Personalidade icônica nos movimentos sociais, artísticos e políticos no Pará, Zélia Amador de Deus é sinônimo de cultura, arte, teatro, literatura, movimento negro e feminista, política de ação afirmativa, educação e afro-diáspora. No início dos anos 1980, ajudou a fundar o Centro de Estudos e Defesa do Negro do Pará (Cedenpa), organização dedicada a combater o racismo, o preconceito, a discriminação e as desigualdades que afetam principalmente a população negra e indígena, além do Grupo de Estudos Afro-Amazônico (GEAM). Integrou o coletivo de artistas que construiu o Núcleo de Artes, hoje Instituto de Ciências da Arte (ICA) da UFPA, desenvolveu projetos de pesquisa e de extensão como o Auto do Círio; dirigiu o Centro de Letras e Artes (CLA), atual Instituto de Letras e Comunicação (ILC); e coordena a Assessoria da Diversidade e Inclusão Social da UFPA (ADIS), entre muitos outros feitos, pelos quais já recebeu significativas homenagens, como na 23ª Feira Pan-Amazônica do Livro e Multivozes, em 2019.

A presidente da agremiação carnavalesca, Tatiana Meireles, adianta que a escola de samba mergulhará no universo da fantasia para mostrar a mensagem de luta contra todos o tipos de racismo e todas as formas de desigualdade humana: “Um grito emanado em voz suave de Zélia Amador de Deus, a nossa homenageada, terá eco no enredo para o Carnaval 2022. Assim nasce o nosso brado por justiça… assim nasce mais uma linda história de fortaleza, de superação. Assim nasce Zélia que, desde pequena, já se tornava grande nas recordações que tem da avó – Francisca Amador de Deus – que lhe dizia “Ninguém é melhor do que tu!”, palavras que suscitaram em Zélia a firmeza de enfrentar a cidade grande e lutar contra o cruel inimigo, o “racismo”.

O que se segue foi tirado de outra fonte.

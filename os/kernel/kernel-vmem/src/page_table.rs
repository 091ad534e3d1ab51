//! # Page Tables and Directories
//!
//! Both levels are 4 KiB-aligned arrays of 1024 [`PageEntry`] words.
//!
//! - [`L2Index`]: index into the page directory, VA bits `[31:22]`.
//! - [`L1Index`]: index into a page table, VA bits `[21:12]`.
//!
//! Entries are atomics: translations are read without the address-space lock
//! while a mapper may be writing a neighbouring entry.

use crate::Mmu;
use crate::page_entry::PageEntry;
use core::sync::atomic::{AtomicU32, Ordering};
use kernel_info::memory::ENTRIES_PER_TABLE;
use kernel_memory_addresses::{MemoryAddress, VirtualAddress};

/// Index into a page table (derived from VA bits `[21:12]`).
#[repr(transparent)]
#[derive(Debug, Copy, Clone, Eq, PartialEq, Ord, PartialOrd, Hash)]
pub struct L1Index(u16);

/// Index into a page directory (derived from VA bits `[31:22]`).
#[repr(transparent)]
#[derive(Debug, Copy, Clone, Eq, PartialEq, Ord, PartialOrd, Hash)]
pub struct L2Index(u16);

impl L1Index {
    #[inline]
    #[must_use]
    #[allow(clippy::cast_possible_truncation)]
    pub const fn of(va: VirtualAddress) -> Self {
        Self(((va.as_u32() >> 12) & 0x3FF) as u16)
    }

    /// ### Debug assertions
    /// - Asserts `v < 1024` in debug builds.
    #[inline]
    #[must_use]
    pub const fn new(v: u16) -> Self {
        debug_assert!((v as usize) < ENTRIES_PER_TABLE);
        Self(v)
    }

    #[inline]
    #[must_use]
    pub const fn as_usize(self) -> usize {
        self.0 as usize
    }
}

impl L2Index {
    #[inline]
    #[must_use]
    #[allow(clippy::cast_possible_truncation)]
    pub const fn of(va: VirtualAddress) -> Self {
        Self((va.as_u32() >> 22) as u16)
    }

    /// ### Debug assertions
    /// - Asserts `v < 1024` in debug builds.
    #[inline]
    #[must_use]
    pub const fn new(v: u16) -> Self {
        debug_assert!((v as usize) < ENTRIES_PER_TABLE);
        Self(v)
    }

    #[inline]
    #[must_use]
    pub const fn as_usize(self) -> usize {
        self.0 as usize
    }

    /// First virtual address covered by this directory entry.
    #[inline]
    #[must_use]
    pub const fn base(self) -> VirtualAddress {
        VirtualAddress::new((self.0 as u32) << 22)
    }
}

/// A page table or page directory: 1024 entries, 4 KiB-aligned.
#[repr(C, align(4096))]
pub struct PageTable {
    entries: [AtomicU32; ENTRIES_PER_TABLE],
}

const _: () = assert!(size_of::<PageTable>() == 4096);

impl PageTable {
    /// View the table stored at the kernel-virtual address `va`.
    ///
    /// # Safety
    /// `va` must be page aligned, mapped, and hold a page table for as long as
    /// the returned reference lives.
    #[inline]
    #[must_use]
    pub unsafe fn at<M: Mmu>(mmu: &M, va: VirtualAddress) -> &PageTable {
        debug_assert!(va.is_aligned::<kernel_memory_addresses::Size4K>());
        unsafe { &*mmu.virt_to_ptr::<PageTable>(va) }
    }

    #[inline]
    #[must_use]
    pub fn get(&self, i: usize) -> PageEntry {
        PageEntry::from_bits(self.entries[i].load(Ordering::Acquire))
    }

    /// Caller must handle any required TLB invalidation when changing active mappings.
    #[inline]
    pub fn set(&self, i: usize, e: PageEntry) {
        self.entries[i].store(e.into_bits(), Ordering::Release);
    }

    #[inline]
    pub fn clear_entry(&self, i: usize) -> PageEntry {
        PageEntry::from_bits(self.entries[i].swap(0, Ordering::AcqRel))
    }

    /// Mark every entry unused.
    pub fn clear(&self) {
        for e in &self.entries {
            e.store(0, Ordering::Relaxed);
        }
    }

    #[must_use]
    pub fn is_empty(&self) -> bool {
        self.entries.iter().all(|e| e.load(Ordering::Relaxed) == 0)
    }

    /// Copy entries `range` from `other`.
    pub fn copy_from(&self, other: &Self, range: core::ops::Range<usize>) {
        for i in range {
            self.set(i, other.get(i));
        }
    }

    /// Address stored in entry `i`, if the entry is present.
    #[inline]
    #[must_use]
    pub fn target(&self, i: usize) -> Option<MemoryAddress> {
        let e = self.get(i);
        e.present().then(|| e.address())
    }
}

#[cfg(test)]
mod tests {
    use super::*;
    use crate::page_entry::PageFlags;
    use kernel_memory_addresses::PhysicalAddress;

    #[test]
    fn indices_split_the_address() {
        let va = VirtualAddress::new(0x8040_3ABC);
        assert_eq!(L2Index::of(va).as_usize(), 0x201);
        assert_eq!(L1Index::of(va).as_usize(), 0x003);
        assert_eq!(L2Index::new(0x201).base(), VirtualAddress::new(0x8040_0000));
    }

    #[test]
    fn entries_are_individually_addressable() {
        let table = Box::new(PageTable {
            entries: [const { AtomicU32::new(0) }; ENTRIES_PER_TABLE],
        });
        assert!(table.is_empty());

        let e = PageEntry::mapping(PhysicalAddress::new(0x5000), PageFlags::kernel_rw());
        table.set(1023, e);
        assert_eq!(table.get(1023), e);
        assert_eq!(table.target(1023), Some(MemoryAddress::new(0x5000)));
        assert_eq!(table.target(0), None);
        assert!(!table.is_empty());

        assert_eq!(table.clear_entry(1023), e);
        assert!(table.is_empty());
    }
}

O Grêmio Recreativo “Os Colibris” é pura animação e entusiasmo. O compositor Paulo Anete se emociona e brada: “E aí surge Zélia, a filha de Ananse, mito africano, originário do povo Akan, nativo de Gana, cujo personagem é celebrizado por sua astúcia e sabedoria, mensageiro do Deus Supremo, dono de todos os mistérios do Divino Nyame. A história de Zélia é inspiradora para toda a sociedade, principalmente nos tempos de retrocesso ao qual estamos vivendo, de ataques à Democracia, do silenciamento de vozes ancestrais e originais. E é essa história que Os Colibris trazem para o Carnaval: uma narrativa carnavalesca de resistência e luta. Rufaremos os nossos tambores para homenagear a atriz, diretora, professora, pesquisadora, ativista, mulher preta. A trajetória de vida e de luta de Zélia Amador de Deus, que tem cor, som e direção. É negra, de negritude densa e aguda em sua missão de expor as entranhas de uma sociedade adoecida pelo racismo. Tem som de tambor, de canto forte, de gira, de povo na rua, de coragem, de protesto e de conquista política. E navega na direção do sonho. Na sala de aula, nos palcos, nas audiências públicas, nas palestras, na redação das letras da lei, nas páginas do livro e agora na passarela, Zélia reafirma nossa herança e nossa dívida, nosso lugar de partida e de chegada. Zélia nos ilumina o caminho.”